# Cloudy water



## Mr Fishy (May 4, 2010)

I just converted my 60 gallon freshwater to saltwater. I added base sand (sugar sized) and base rock and have the proper salt content.

This was done just over 24 hours ago and the water is still very cloudy. Should I stop the filters and pumps to speed the clearing or would that not help at all?

I'm hoping to add the live rock and sand as well as a couple of snails and crabs tomorrow.

Thanks!


----------



## cbirk (Feb 5, 2010)

I think sand of any sort can take up to 3 days to clear up. I have heard that running your filter during this time can actually ruin it or at the least clog it up. Not sure. My tank took about a day to clear.


----------



## Pasfur (Mar 29, 2008)

Mr Fishy said:


> I just converted my 60 gallon freshwater to saltwater.

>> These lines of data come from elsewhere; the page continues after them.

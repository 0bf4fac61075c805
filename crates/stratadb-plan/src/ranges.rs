//! Concrete range shapes handed to storage, plus interval helpers.
//!
//! Ranges are semantic: endpoints are value sequences ordered by the
//! canonical comparator, which agrees with key byte order. A clustering
//! bound whose prefix is shorter than the full clustering key denotes the
//! whole block of rows sharing that prefix.

use crate::{
    error::InvalidRequestError,
    token::Token,
    value::{Value, canonical_cmp_seq},
};
use serde::{Deserialize, Serialize};
use std::cmp::Ordering;
use std::ops::Bound;

///
/// PartitionRange
///
/// One partition-level scan target: either a single partition addressed by
/// its full key (with the token precomputed for placement), or an interval
/// over hash space. The full domain is the unbounded token interval.
///

#[derive(Clone, Debug, Deserialize, Eq, PartialEq, Serialize)]
pub enum PartitionRange {
    SingleKey { key: Vec<Value>, token: Token },
    TokenInterval {
        lower: Bound<Token>,
        upper: Bound<Token>,
    },
}

impl PartitionRange {
    /// The whole hash domain.
    #[must_use]
    pub const fn full() -> Self {
        Self::TokenInterval {
            lower: Bound::Unbounded,
            upper: Bound::Unbounded,
        }
    }

    #[must_use]
    pub const fn is_single_key(&self) -> bool {
        matches!(self, Self::SingleKey { .. })
    }
}

///
/// ClusteringRange
///
/// One interval over clustering prefixes within a partition. A range whose
/// two bounds are the same inclusive prefix denotes every row under that
/// prefix; the unbounded range denotes the whole partition.
///

#[derive(Clone, Debug, Deserialize, Eq, PartialEq, Serialize)]
pub struct ClusteringRange {
    pub lower: Bound<Vec<Value>>,
    pub upper: Bound<Vec<Value>>,
}

impl ClusteringRange {
    #[must_use]
    pub const fn new(lower: Bound<Vec<Value>>, upper: Bound<Vec<Value>>) -> Self {
        Self { lower, upper }
    }

    /// The whole partition.
    #[must_use]
    pub const fn full() -> Self {
        Self::new(Bound::Unbounded, Bound::Unbounded)
    }

    /// Every row sharing `prefix`.
    #[must_use]
    pub fn whole_prefix(prefix: Vec<Value>) -> Self {
        Self::new(Bound::Included(prefix.clone()), Bound::Included(prefix))
    }

    #[must_use]
    pub const fn is_full(&self) -> bool {
        matches!(
            (&self.lower, &self.upper),
            (Bound::Unbounded, Bound::Unbounded)
        )
    }

    /// The bound prefix values, lower then upper, where bounded.
    pub fn bound_values(&self) -> impl Iterator<Item = &Vec<Value>> {
        [&self.lower, &self.upper].into_iter().filter_map(|bound| {
            match bound {
                Bound::Included(prefix) | Bound::Excluded(prefix) => Some(prefix),
                Bound::Unbounded => None,
            }
        })
    }

    /// Drop the leading `count` components from both bounds.
    ///
    /// Used to project index-table coordinates back onto base-table
    /// clustering columns.
    #[must_use]
    pub fn strip_prefix(&self, count: usize) -> Self {
        let strip = |bound: &Bound<Vec<Value>>| match bound {
            Bound::Included(prefix) => {
                Bound::Included(prefix.iter().skip(count).cloned().collect())
            }
            Bound::Excluded(prefix) => {
                Bound::Excluded(prefix.iter().skip(count).cloned().collect())
            }
            Bound::Unbounded => Bound::Unbounded,
        };

        Self::new(strip(&self.lower), strip(&self.upper))
    }
}

/// True when a bounded interval cannot contain anything under `cmp`.
///
/// `(a, a]`, `[a, a)` and `(a, a)` are empty; `[a, a]` is the point. Ranges
/// with an unbounded side are never empty.
pub(crate) fn interval_is_empty<T>(
    lower: &Bound<T>,
    upper: &Bound<T>,
    cmp: impl Fn(&T, &T) -> Ordering,
) -> bool {
    let (lo, lo_inclusive) = match lower {
        Bound::Included(v) => (v, true),
        Bound::Excluded(v) => (v, false),
        Bound::Unbounded => return false,
    };
    let (hi, hi_inclusive) = match upper {
        Bound::Included(v) => (v, true),
        Bound::Excluded(v) => (v, false),
        Bound::Unbounded => return false,
    };

    match cmp(lo, hi) {
        Ordering::Greater => true,
        Ordering::Equal => !(lo_inclusive && hi_inclusive),
        Ordering::Less => false,
    }
}

/// True when a prefix-semantics interval cannot contain anything.
///
/// Bounds are prefix sequences: an inclusive bound covers the whole block of
/// rows sharing the prefix, an exclusive one stops right outside it. When
/// one bound is a strict prefix of the other, the longer bound lies inside
/// the shorter one's block, so only the shorter bound's inclusivity decides.
pub(crate) fn prefix_interval_is_empty(
    lower: &[Value],
    lower_inclusive: bool,
    upper: &[Value],
    upper_inclusive: bool,
) -> bool {
    if lower.len() < upper.len() && upper.starts_with(lower) {
        return !lower_inclusive;
    }
    if upper.len() < lower.len() && lower.starts_with(upper) {
        return !upper_inclusive;
    }

    match canonical_cmp_seq(lower, upper) {
        Ordering::Greater => true,
        Ordering::Equal => !(lower_inclusive && upper_inclusive),
        Ordering::Less => false,
    }
}

/// Enumerate the Cartesian product of per-position value lists, bounded by
/// `max` combinations. Output order follows input list order.
pub(crate) fn cartesian(
    lists: &[Vec<Value>],
    max: usize,
) -> Result<Vec<Vec<Value>>, InvalidRequestError> {
    let mut size: usize = 1;
    for list in lists {
        size = size.checked_mul(list.len()).ok_or(
            InvalidRequestError::KeyCartesianTooLarge {
                size: usize::MAX,
                max,
            },
        )?;
    }
    if size > max {
        return Err(InvalidRequestError::KeyCartesianTooLarge { size, max });
    }

    let mut combos: Vec<Vec<Value>> = vec![Vec::with_capacity(lists.len())];
    for list in lists {
        let mut next = Vec::with_capacity(combos.len() * list.len());
        for combo in &combos {
            for value in list {
                let mut extended = combo.clone();
                extended.push(value.clone());
                next.push(extended);
            }
        }
        combos = next;
    }

    Ok(combos)
}

/// Sort prefix combinations into canonical key order and drop duplicates.
pub(crate) fn sort_dedup_combos(combos: &mut Vec<Vec<Value>>) {
    combos.sort_by(|a, b| canonical_cmp_seq(a, b));
    combos.dedup();
}

///
/// TESTS
///
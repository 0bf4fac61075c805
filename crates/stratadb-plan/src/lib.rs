//! Restriction resolution for the stratadb query planner: classifies parsed
//! WHERE-clause atoms against a table schema, decides partition targeting,
//! secondary-index use, and filtering, and translates the result into
//! concrete key ranges — including index-table coordinate spaces.
#![warn(unreachable_pub)]

pub mod error;
pub mod eval;
pub mod expr;
pub mod ranges;
pub mod restrictions;
pub mod schema;
pub mod token;
pub mod trace;
pub mod value;

///
/// CONSTANTS
///

/// Maximum number of key combinations enumerable from IN restrictions.
///
/// Bounds both partition-key Cartesian products and clustering prefix
/// expansion; exceeding it is a user-correctable error, not a truncation.
pub const MAX_KEY_CARTESIAN_PRODUCT: usize = 100;

///
/// Prelude
///
/// Prelude contains only domain vocabulary.
/// No errors, translators, or helpers are re-exported here.
///

pub mod prelude {
    pub use crate::{
        eval::QueryOptions,
        expr::{Atom, AtomLhs, Operand, Operator, WhereClause},
        ranges::{ClusteringRange, PartitionRange},
        restrictions::{PlanFlags, StatementRestrictions},
        schema::{ColumnKind, ColumnType, IndexCandidate, IndexLocality, TableSchema},
        token::Token,
        value::Value,
    };
}
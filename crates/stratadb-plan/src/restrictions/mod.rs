//! Statement restriction resolution.
//!
//! One pure pass over the parsed WHERE clause: classify atoms into
//! partition/clustering/non-primary buckets, process each bucket, select a
//! secondary index, and decide filtering — producing an immutable record the
//! statement layer queries for scan strategy and the execution engine
//! queries for concrete ranges.
//!
//! Determinism: the same schema, atoms, flags, and candidate list always
//! produce the same record, including index tie-breaks.

pub(crate) mod clustering;
pub(crate) mod filtering;
pub(crate) mod index_select;
pub(crate) mod partition;
pub(crate) mod single_column;
pub(crate) mod translate;


pub use index_select::ChosenIndex;
pub use translate::IndexTablePrefix;

use crate::{
    error::InvalidRequestError,
    expr::{Atom, AtomLhs, Operator, WhereClause},
    schema::{ColumnDef, ColumnKind, ColumnType, IndexCandidate, SchemaRef, TableSchema},
    trace::{self, PlanTraceEvent, PlanTraceSink},
};
use clustering::ClusteringRestrictions;
use filtering::FilteringInputs;
use partition::PartitionRestrictions;
use single_column::SingleColumnRestrictions;
use std::collections::BTreeSet;
use std::fmt::{self, Display};

///
/// PlanFlags
///
/// Preparation-time switches owned by the statement layer. `for_view`
/// relaxes partition-key completeness for materialized-view base scans and
/// admits IS NOT NULL atoms.
///

#[derive(Clone, Copy, Debug, Default, Eq, PartialEq)]
pub struct PlanFlags {
    pub allow_filtering: bool,
    pub for_view: bool,
    pub selects_only_static_columns: bool,
}

impl PlanFlags {
    #[must_use]
    pub const fn allow_filtering() -> Self {
        Self {
            allow_filtering: true,
            for_view: false,
            selects_only_static_columns: false,
        }
    }

    #[must_use]
    pub const fn for_view() -> Self {
        Self {
            allow_filtering: false,
            for_view: true,
            selects_only_static_columns: false,
        }
    }
}

///
/// StatementRestrictions
///
/// The fully-populated decision record. Immutable after analysis except for
/// the one-shot index-table coordinate preparation in `translate`.
///

#[derive(Clone, Debug)]
pub struct StatementRestrictions {
    schema: SchemaRef,
    partition: PartitionRestrictions,
    clustering: ClusteringRestrictions,
    nonprimary: SingleColumnRestrictions,
    not_null: BTreeSet<String>,
    index_atoms: Vec<Atom>,
    chosen_index: Option<ChosenIndex>,
    is_key_range: bool,
    needs_filtering: bool,
    pub(crate) idx_prefix: Option<IndexTablePrefix>,
}

impl StatementRestrictions {
    /// Resolve one WHERE clause against a schema snapshot.
    pub fn analyze(
        schema: SchemaRef,
        clause: &WhereClause,
        candidates: &[IndexCandidate],
        flags: PlanFlags,
    ) -> Result<Self, InvalidRequestError> {
        Self::analyze_traced(schema, clause, candidates, flags, None)
    }

    /// As [`Self::analyze`], with an optional planning-trace sink.
    pub fn analyze_traced(
        schema: SchemaRef,
        clause: &WhereClause,
        candidates: &[IndexCandidate],
        flags: PlanFlags,
        sink: Option<&dyn PlanTraceSink>,
    ) -> Result<Self, InvalidRequestError> {
        let pk_len = schema.partition_key_len();
        let ck_len = schema.clustering_key_len();

        let mut partition = PartitionRestrictions::new();
        let mut clustering = ClusteringRestrictions::new();
        let mut nonprimary = SingleColumnRestrictions::default();
        let mut not_null = BTreeSet::new();
        let mut index_atoms = Vec::new();
        let (mut partition_count, mut clustering_count, mut regular_count) = (0u32, 0u32, 0u32);

        for atom in clause.iter() {
            match &atom.lhs {
                AtomLhs::Token => {
                    partition_count += 1;
                    partition.add_token_atom(atom.clone())?;
                }
                AtomLhs::Tuple(_) => {
                    clustering_count += 1;
                    clustering.add_multi(&schema, atom.clone())?;
                }
                AtomLhs::Column(name) => {
                    let column = schema.column(name).cloned().ok_or_else(|| {
                        InvalidRequestError::UnknownColumn {
                            column: name.clone(),
                        }
                    })?;

                    if atom.op == Operator::IsNotNull {
                        if !flags.for_view {
                            return Err(InvalidRequestError::IsNotNullOutsideView {
                                column: column.name,
                            });
                        }
                        not_null.insert(column.name);
                        continue;
                    }

                    validate_operator(&column, atom.op)?;
                    index_atoms.push(atom.clone());

                    match column.kind {
                        ColumnKind::PartitionKey => {
                            partition_count += 1;
                            partition.add_column_atom(pk_len, &column, atom.clone())?;
                        }
                        ColumnKind::ClusteringKey => {
                            clustering_count += 1;
                            clustering.add_single(ck_len, &column, atom.clone())?;
                        }
                        ColumnKind::Regular | ColumnKind::Static => {
                            regular_count += 1;
                            nonprimary.add(&column.name, atom.clone())?;
                        }
                    }
                }
            }
        }

        trace::emit(
            sink,
            PlanTraceEvent::Classified {
                partition: partition_count,
                clustering: clustering_count,
                regular: regular_count,
                not_null: not_null.len() as u32,
            },
        );

        let is_key_range = !partition.explicit_complete();

        // Index selection runs only when key ranges alone leave some
        // restriction unserved; once an index is chosen the decision
        // never reverts.
        let pre_index = FilteringInputs {
            schema: &schema,
            partition: &partition,
            clustering: &clustering,
            nonprimary: &nonprimary,
            chosen: None,
        };
        let chosen_index = if pre_index.needs_filtering() {
            index_select::find_index(
                &schema,
                candidates,
                &index_atoms,
                clustering.usable_prefix_len(),
                partition.explicit_complete(),
            )
        } else {
            None
        };

        trace::emit(
            sink,
            PlanTraceEvent::IndexSelection {
                chosen: chosen_index
                    .as_ref()
                    .map(|chosen| chosen.candidate.name.clone()),
                score: chosen_index.as_ref().map_or(0, |chosen| chosen.score),
            },
        );

        if let Some(chosen) = &chosen_index
            && flags.selects_only_static_columns
        {
            return Err(InvalidRequestError::IndexOverStaticProjection {
                column: chosen.candidate.column.clone(),
            });
        }

        let needs_filtering = FilteringInputs {
            schema: &schema,
            partition: &partition,
            clustering: &clustering,
            nonprimary: &nonprimary,
            chosen: chosen_index.as_ref(),
        }
        .needs_filtering();

        if needs_filtering && !flags.allow_filtering && !flags.for_view {
            return Err(filtering_refusal(
                &schema,
                &partition,
                &clustering,
                chosen_index.as_ref(),
            ));
        }

        trace::emit(
            sink,
            PlanTraceEvent::Decided {
                is_key_range,
                uses_secondary_indexing: chosen_index.is_some(),
                needs_filtering,
            },
        );

        Ok(Self {
            schema,
            partition,
            clustering,
            nonprimary,
            not_null,
            index_atoms,
            chosen_index,
            is_key_range,
            needs_filtering,
            idx_prefix: None,
        })
    }

    /// Whether the query scans a range of partitions rather than an
    /// enumerable key list.
    #[must_use]
    pub const fn is_key_range(&self) -> bool {
        self.is_key_range
    }

    #[must_use]
    pub const fn uses_secondary_indexing(&self) -> bool {
        self.chosen_index.is_some()
    }

    #[must_use]
    pub const fn chosen_index(&self) -> Option<&ChosenIndex> {
        self.chosen_index.as_ref()
    }

    /// Whether the partition key carries an IN restriction.
    #[must_use]
    pub fn key_is_in_relation(&self) -> bool {
        self.partition.key_is_in_relation()
    }

    #[must_use]
    pub fn clustering_key_restrictions_has_in(&self) -> bool {
        self.clustering.has_in()
    }

    /// Empty or pure EQ clustering restrictions.
    #[must_use]
    pub fn clustering_is_all_eq(&self) -> bool {
        self.clustering.is_all_eq()
    }

    #[must_use]
    pub const fn has_token_restrictions(&self) -> bool {
        self.partition.has_token()
    }

    #[must_use]
    pub fn has_partition_key_unrestricted_components(&self) -> bool {
        self.partition.has_unrestricted_components()
    }

    #[must_use]
    pub fn partition_key_restrictions_is_empty(&self) -> bool {
        self.partition.is_empty()
    }

    #[must_use]
    pub fn partition_key_restrictions_is_all_eq(&self) -> bool {
        self.partition.is_all_eq()
    }

    #[must_use]
    pub fn partition_key_restrictions_size(&self) -> usize {
        self.partition.restricted_len()
    }

    #[must_use]
    pub fn has_clustering_columns_restriction(&self) -> bool {
        self.clustering.has_restrictions()
    }

    #[must_use]
    pub fn has_unrestricted_clustering_columns(&self) -> bool {
        let ck_len = self.schema.clustering_key_len();
        (0..ck_len).any(|position| !self.clustering.is_position_restricted(position))
    }

    #[must_use]
    pub fn has_non_primary_key_restriction(&self) -> bool {
        !self.nonprimary.is_empty()
    }

    /// Whether the column carries a plain EQ restriction (IN is not EQ).
    #[must_use]
    pub fn has_eq_restriction_on_column(&self, column: &ColumnDef) -> bool {
        match column.kind {
            ColumnKind::PartitionKey => self.partition.has_eq_at(column.position),
            ColumnKind::ClusteringKey => self.clustering.has_eq_at(column.position),
            ColumnKind::Regular | ColumnKind::Static => self.nonprimary.has_eq_on(&column.name),
        }
    }

    /// Whether the column is restricted by anything, IS NOT NULL included.
    #[must_use]
    pub fn is_restricted(&self, column: &ColumnDef) -> bool {
        if self.not_null.contains(&column.name) {
            return true;
        }
        match column.kind {
            ColumnKind::PartitionKey => {
                self.partition.is_position_restricted(column.position)
                    || self
                        .partition
                        .residue
                        .iter()
                        .any(|atom| atom.single_column() == Some(column.name.as_str()))
            }
            ColumnKind::ClusteringKey => {
                self.clustering.is_position_restricted(column.position)
                    || self
                        .clustering
                        .residue
                        .iter()
                        .any(|atom| atom.single_column() == Some(column.name.as_str()))
            }
            ColumnKind::Regular | ColumnKind::Static => {
                self.nonprimary.is_restricted(&column.name)
            }
        }
    }

    /// Single-column atoms eligible for index selection.
    #[must_use]
    pub fn index_restrictions(&self) -> &[Atom] {
        &self.index_atoms
    }

    #[must_use]
    pub const fn need_filtering(&self) -> bool {
        self.needs_filtering
    }

    #[must_use]
    pub fn pk_restrictions_need_filtering(&self) -> bool {
        !self.partition.residue.is_empty()
            || (!self.partition.is_empty()
                && !self.partition.has_token()
                && self.partition.has_unrestricted_components())
    }

    #[must_use]
    pub fn ck_restrictions_need_filtering(&self) -> bool {
        if !self.clustering.has_restrictions() {
            return false;
        }

        self.partition.has_unrestricted_components()
            || self.clustering.has_unreachable_restrictions()
            || (self.uses_secondary_indexing() && self.partition.has_token())
    }

    /// Column definitions the execution layer must filter on.
    #[must_use]
    pub fn columns_for_filtering(&self) -> Vec<ColumnDef> {
        self.filtering_inputs().columns_for_filtering()
    }

    #[must_use]
    pub fn schema(&self) -> &TableSchema {
        &self.schema
    }

    pub(crate) fn filtering_inputs(&self) -> FilteringInputs<'_> {
        FilteringInputs {
            schema: &self.schema,
            partition: &self.partition,
            clustering: &self.clustering,
            nonprimary: &self.nonprimary,
            chosen: self.chosen_index.as_ref(),
        }
    }
}

impl Display for StatementRestrictions {
    fn fmt(&self, f: &mut fmt::Formatter<'_>) -> fmt::Result {
        write!(
            f,
            "restrictions{{table: {}, partition: {}, clustering: {}, non_primary: {}, \
             key_range: {}, index: {}, filtering: {}}}",
            self.schema,
            self.partition.restricted_len(),
            self.clustering.usable_prefix_len(),
            self.nonprimary.columns().count(),
            self.is_key_range,
            self.chosen_index
                .as_ref()
                .map_or("none", |chosen| chosen.candidate.name.as_str()),
            self.needs_filtering,
        )
    }
}

/// Reject operators that can never apply to a column's type.
fn validate_operator(column: &ColumnDef, op: Operator) -> Result<(), InvalidRequestError> {
    let supported = match op {
        Operator::Contains => column.ty.is_collection(),
        Operator::ContainsKey => column.ty.is_map(),
        Operator::Like => column.ty == ColumnType::Text,
        _ => true,
    };

    if supported {
        Ok(())
    } else {
        Err(InvalidRequestError::UnsupportedOperator {
            column: column.name.clone(),
            op,
        })
    }
}

/// Pick the most specific refusal when filtering is needed but disallowed.
fn filtering_refusal(
    schema: &TableSchema,
    partition: &PartitionRestrictions,
    clustering: &ClusteringRestrictions,
    chosen: Option<&ChosenIndex>,
) -> InvalidRequestError {
    if chosen.is_none() {
        if !partition.is_empty()
            && !partition.has_token()
            && let Some(position) = partition.first_unrestricted_position(schema.partition_key_len())
            && partition.restricted_len() > partition.residue.len()
        {
            if let Some(column) = schema.partition_column(position) {
                return InvalidRequestError::MissingPartitionKeyPart {
                    column: column.name.clone(),
                };
            }
        }

        if let Some((position, gap)) = clustering.first_gap() {
            let column = schema
                .clustering_column(position)
                .map(|col| col.name.clone())
                .unwrap_or_default();
            let preceding = schema
                .clustering_column(gap)
                .map(|col| col.name.clone())
                .unwrap_or_default();
            return InvalidRequestError::ClusteringGap { column, preceding };
        }
    }

    InvalidRequestError::NeedsAllowFiltering
}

I added base sand (sugar sized) and base rock and have the proper salt content.
> 
> This was done just over 24 hours ago and the water is still very cloudy. Should I stop the filters and pumps to speed the clearing or would that not help at all?
> 
> ...


When you say "converted", how did you go about this process? Sometimes on the internet a member will say something in such a way that makes me raise an eyebrow, and this is one of those cases. I want to make sure you are getting off to a good start! 

Also, what type of filters are you running?


----------



## Mr Fishy (May 4, 2010)

I did a complete tear down and scrubbed everything clean. Started with a bare tank and added water/salt then added base rock and sand.

Hardware that's running:

Fluval 305 with nothing but carbon in it
Sea Clone 100 protein skimmer http://www.aquariumguys.com/seprsk.html
AA 24W UV sterilizer http://www.aa-aquarium.com/catalog/product_info.php?products_id=61
2 - Maxi-Jet 400 power heads
2 - 300W heaters (one set slightly lower as a backup)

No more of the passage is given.